> **WORK INSTRUCTIONS**: Where in the entries below does "Instant" appear? Copy every line that has it.

> **PROVIDED RECORDS**:
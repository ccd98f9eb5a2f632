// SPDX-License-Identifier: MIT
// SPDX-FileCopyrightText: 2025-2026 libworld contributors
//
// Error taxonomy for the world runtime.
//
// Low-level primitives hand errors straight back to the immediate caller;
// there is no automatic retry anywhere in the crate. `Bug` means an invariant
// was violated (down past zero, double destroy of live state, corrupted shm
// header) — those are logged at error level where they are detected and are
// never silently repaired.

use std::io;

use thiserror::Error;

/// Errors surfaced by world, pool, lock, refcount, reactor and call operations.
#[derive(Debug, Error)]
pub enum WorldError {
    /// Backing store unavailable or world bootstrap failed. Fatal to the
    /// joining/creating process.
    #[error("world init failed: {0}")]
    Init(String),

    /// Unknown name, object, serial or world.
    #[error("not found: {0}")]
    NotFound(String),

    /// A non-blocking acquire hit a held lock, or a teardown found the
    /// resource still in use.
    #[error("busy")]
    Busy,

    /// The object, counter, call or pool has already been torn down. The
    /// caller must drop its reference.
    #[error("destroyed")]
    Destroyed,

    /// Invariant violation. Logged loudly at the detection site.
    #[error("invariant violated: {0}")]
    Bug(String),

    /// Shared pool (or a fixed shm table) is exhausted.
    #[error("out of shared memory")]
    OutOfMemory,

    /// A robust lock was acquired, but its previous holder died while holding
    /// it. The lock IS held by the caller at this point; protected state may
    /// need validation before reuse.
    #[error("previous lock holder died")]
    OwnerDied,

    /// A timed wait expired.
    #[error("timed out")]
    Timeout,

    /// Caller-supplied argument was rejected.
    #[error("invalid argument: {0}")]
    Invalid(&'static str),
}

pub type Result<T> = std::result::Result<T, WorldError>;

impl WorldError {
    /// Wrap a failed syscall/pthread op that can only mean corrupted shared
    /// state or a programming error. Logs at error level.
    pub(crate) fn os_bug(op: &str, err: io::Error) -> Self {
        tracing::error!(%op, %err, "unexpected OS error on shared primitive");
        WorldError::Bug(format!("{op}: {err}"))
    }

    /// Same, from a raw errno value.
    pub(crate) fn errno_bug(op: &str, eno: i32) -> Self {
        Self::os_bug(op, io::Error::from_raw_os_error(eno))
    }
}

==

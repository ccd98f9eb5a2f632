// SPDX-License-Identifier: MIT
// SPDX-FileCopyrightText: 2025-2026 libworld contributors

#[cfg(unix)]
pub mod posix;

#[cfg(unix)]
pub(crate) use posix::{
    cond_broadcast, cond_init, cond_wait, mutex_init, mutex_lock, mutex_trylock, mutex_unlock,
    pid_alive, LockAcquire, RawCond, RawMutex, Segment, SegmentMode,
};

---

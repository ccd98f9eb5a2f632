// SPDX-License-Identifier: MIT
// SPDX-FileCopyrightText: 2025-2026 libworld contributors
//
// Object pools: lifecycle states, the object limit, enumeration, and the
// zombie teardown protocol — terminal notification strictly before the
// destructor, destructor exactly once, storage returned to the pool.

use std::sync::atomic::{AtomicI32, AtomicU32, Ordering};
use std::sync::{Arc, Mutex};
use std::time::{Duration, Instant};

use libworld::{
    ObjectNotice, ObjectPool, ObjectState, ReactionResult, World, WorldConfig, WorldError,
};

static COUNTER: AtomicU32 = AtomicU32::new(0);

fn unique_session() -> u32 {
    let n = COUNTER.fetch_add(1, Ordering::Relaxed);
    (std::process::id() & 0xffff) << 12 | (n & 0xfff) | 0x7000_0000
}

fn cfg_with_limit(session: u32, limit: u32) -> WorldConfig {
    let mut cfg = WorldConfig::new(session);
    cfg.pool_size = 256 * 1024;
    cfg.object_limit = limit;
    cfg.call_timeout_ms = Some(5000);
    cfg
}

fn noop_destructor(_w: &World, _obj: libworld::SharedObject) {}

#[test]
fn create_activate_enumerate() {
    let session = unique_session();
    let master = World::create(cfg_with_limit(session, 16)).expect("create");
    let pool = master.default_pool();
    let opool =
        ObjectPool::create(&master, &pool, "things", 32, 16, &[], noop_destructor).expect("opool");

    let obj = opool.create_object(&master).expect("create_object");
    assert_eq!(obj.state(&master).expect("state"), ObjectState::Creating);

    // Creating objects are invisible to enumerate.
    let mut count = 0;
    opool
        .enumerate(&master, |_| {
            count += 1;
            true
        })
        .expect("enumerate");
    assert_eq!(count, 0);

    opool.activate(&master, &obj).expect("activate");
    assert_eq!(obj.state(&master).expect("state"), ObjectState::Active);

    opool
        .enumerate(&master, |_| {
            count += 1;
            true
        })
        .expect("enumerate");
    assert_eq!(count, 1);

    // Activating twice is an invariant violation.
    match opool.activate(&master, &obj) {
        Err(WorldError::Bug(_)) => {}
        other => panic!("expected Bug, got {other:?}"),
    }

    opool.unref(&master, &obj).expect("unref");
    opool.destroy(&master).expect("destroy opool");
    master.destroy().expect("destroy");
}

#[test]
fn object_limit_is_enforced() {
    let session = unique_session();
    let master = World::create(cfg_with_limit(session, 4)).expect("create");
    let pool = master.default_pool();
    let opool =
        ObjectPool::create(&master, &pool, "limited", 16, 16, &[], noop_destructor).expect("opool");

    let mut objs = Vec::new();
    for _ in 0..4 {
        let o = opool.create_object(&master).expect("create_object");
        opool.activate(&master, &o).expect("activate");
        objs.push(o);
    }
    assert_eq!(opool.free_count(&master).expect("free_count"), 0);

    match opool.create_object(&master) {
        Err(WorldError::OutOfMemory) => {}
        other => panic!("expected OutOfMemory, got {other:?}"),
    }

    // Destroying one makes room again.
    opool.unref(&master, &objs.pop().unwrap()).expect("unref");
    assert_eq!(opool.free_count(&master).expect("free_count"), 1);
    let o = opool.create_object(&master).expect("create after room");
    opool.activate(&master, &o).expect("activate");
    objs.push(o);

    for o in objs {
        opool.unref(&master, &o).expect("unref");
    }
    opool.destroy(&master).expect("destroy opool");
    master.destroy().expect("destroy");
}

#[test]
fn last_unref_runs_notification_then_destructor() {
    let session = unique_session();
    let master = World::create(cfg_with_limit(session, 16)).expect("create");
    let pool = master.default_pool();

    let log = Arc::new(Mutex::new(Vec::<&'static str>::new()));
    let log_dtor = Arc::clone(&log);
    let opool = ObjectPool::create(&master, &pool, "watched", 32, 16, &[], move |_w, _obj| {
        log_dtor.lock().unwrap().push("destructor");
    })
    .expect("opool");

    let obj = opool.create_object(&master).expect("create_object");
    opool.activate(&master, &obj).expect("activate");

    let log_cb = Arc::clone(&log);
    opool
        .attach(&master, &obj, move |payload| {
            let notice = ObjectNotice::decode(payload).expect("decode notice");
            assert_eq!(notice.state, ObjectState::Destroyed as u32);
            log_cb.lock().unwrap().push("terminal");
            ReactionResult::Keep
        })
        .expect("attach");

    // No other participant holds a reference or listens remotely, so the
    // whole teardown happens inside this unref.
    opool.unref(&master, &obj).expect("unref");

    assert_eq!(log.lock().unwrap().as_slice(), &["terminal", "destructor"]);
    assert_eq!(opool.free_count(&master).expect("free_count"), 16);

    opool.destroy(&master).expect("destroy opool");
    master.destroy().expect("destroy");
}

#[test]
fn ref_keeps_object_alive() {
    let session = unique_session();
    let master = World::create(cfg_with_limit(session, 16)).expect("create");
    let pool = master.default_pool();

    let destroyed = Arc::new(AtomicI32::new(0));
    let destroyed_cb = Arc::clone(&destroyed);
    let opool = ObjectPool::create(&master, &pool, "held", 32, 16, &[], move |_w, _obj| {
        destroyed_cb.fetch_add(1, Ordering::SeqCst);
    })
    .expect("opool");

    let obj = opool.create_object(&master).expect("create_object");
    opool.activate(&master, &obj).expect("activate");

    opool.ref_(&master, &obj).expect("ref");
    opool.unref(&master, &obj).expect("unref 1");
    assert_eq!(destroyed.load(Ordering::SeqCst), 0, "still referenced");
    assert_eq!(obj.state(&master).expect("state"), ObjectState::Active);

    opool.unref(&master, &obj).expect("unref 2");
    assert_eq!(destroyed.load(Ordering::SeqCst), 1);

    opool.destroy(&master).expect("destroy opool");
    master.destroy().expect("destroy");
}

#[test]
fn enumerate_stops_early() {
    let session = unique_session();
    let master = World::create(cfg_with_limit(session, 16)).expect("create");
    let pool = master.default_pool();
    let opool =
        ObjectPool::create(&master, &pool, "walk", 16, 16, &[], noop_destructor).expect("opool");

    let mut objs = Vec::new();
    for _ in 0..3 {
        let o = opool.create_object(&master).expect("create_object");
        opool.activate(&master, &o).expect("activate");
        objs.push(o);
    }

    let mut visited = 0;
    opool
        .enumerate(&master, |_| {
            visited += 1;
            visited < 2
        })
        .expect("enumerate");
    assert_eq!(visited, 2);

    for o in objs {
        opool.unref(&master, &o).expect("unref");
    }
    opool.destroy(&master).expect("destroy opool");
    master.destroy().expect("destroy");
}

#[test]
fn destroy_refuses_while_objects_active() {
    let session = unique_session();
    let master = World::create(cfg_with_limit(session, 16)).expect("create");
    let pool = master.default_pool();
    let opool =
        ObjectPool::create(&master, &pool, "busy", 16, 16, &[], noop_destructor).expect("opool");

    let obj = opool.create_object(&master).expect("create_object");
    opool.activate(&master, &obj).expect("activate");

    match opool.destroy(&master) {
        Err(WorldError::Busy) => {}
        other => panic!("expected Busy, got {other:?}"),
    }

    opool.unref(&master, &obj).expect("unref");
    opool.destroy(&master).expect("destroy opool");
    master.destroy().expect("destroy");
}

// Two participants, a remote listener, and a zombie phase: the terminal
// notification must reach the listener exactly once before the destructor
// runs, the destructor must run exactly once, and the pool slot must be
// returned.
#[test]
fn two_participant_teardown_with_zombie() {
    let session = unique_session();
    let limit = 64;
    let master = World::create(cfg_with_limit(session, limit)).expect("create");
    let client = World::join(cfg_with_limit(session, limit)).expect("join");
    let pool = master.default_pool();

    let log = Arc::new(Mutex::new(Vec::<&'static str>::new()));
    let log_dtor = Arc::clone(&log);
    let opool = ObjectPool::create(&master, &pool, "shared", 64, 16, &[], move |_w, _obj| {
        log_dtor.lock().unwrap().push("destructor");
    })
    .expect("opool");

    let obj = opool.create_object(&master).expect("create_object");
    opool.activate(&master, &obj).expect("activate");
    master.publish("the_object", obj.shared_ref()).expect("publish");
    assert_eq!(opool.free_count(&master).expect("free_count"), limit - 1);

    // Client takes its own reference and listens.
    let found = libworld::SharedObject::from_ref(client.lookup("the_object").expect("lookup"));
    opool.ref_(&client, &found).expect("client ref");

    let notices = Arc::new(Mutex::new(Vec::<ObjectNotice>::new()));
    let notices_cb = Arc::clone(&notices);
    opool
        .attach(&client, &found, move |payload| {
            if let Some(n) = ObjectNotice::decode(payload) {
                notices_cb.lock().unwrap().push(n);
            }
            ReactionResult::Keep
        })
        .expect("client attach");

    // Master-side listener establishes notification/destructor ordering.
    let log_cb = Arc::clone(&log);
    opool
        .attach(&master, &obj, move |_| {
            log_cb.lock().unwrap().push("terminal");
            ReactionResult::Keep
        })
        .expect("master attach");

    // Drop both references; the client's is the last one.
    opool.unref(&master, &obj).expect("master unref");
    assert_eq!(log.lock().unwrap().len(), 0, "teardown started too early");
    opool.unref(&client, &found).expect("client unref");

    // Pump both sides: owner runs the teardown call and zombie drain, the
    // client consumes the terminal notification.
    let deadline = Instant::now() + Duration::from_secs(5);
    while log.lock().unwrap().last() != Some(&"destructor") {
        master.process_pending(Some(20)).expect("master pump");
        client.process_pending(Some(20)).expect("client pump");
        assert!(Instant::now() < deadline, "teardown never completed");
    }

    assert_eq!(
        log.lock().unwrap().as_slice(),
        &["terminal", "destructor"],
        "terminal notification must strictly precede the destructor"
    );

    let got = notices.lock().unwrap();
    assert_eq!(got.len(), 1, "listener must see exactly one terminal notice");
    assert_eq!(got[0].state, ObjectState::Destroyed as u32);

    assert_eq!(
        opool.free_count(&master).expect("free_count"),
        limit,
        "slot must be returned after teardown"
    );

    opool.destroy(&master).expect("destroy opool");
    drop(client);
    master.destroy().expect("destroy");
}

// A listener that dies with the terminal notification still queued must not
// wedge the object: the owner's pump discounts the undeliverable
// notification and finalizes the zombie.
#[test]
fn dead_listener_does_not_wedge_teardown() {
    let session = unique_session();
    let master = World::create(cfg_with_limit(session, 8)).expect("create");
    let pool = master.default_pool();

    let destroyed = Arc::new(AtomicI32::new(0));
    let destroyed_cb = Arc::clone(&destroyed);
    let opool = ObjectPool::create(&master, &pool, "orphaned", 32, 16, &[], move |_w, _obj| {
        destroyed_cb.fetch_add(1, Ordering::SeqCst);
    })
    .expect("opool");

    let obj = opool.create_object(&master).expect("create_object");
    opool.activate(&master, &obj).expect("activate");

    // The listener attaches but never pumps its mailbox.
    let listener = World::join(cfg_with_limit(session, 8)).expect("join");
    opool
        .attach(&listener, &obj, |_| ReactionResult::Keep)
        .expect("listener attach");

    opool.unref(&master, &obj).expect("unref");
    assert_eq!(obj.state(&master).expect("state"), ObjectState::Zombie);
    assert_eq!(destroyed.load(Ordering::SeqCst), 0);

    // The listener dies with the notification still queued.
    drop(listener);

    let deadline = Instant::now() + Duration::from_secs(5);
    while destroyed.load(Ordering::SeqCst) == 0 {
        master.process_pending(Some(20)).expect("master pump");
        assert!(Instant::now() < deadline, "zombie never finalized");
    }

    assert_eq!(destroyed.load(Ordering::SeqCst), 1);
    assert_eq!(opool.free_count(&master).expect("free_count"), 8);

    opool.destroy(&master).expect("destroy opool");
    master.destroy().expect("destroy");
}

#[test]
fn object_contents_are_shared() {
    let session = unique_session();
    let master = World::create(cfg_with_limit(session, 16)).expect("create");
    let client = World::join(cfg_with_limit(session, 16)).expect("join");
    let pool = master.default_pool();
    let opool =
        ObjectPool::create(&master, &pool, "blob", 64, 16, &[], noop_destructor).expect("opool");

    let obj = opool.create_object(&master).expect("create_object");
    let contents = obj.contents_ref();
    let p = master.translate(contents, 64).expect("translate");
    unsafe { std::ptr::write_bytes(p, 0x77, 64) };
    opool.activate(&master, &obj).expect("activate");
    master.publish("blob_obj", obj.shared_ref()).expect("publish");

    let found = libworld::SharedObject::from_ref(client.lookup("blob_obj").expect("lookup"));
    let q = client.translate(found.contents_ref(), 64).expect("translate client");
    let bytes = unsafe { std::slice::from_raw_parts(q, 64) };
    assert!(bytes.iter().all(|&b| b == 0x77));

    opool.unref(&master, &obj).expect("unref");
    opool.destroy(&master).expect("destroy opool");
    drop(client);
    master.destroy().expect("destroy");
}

> **PROBLEM SOLUTION**:
use std::time::{Duration, Instant};
    let deadline = Instant::now() + Duration::from_secs(5);
        assert!(Instant::now() < deadline, "teardown never completed");
    let deadline = Instant::now() + Duration::from_secs(5);
        assert!(Instant::now() < deadline, "zombie never finalized");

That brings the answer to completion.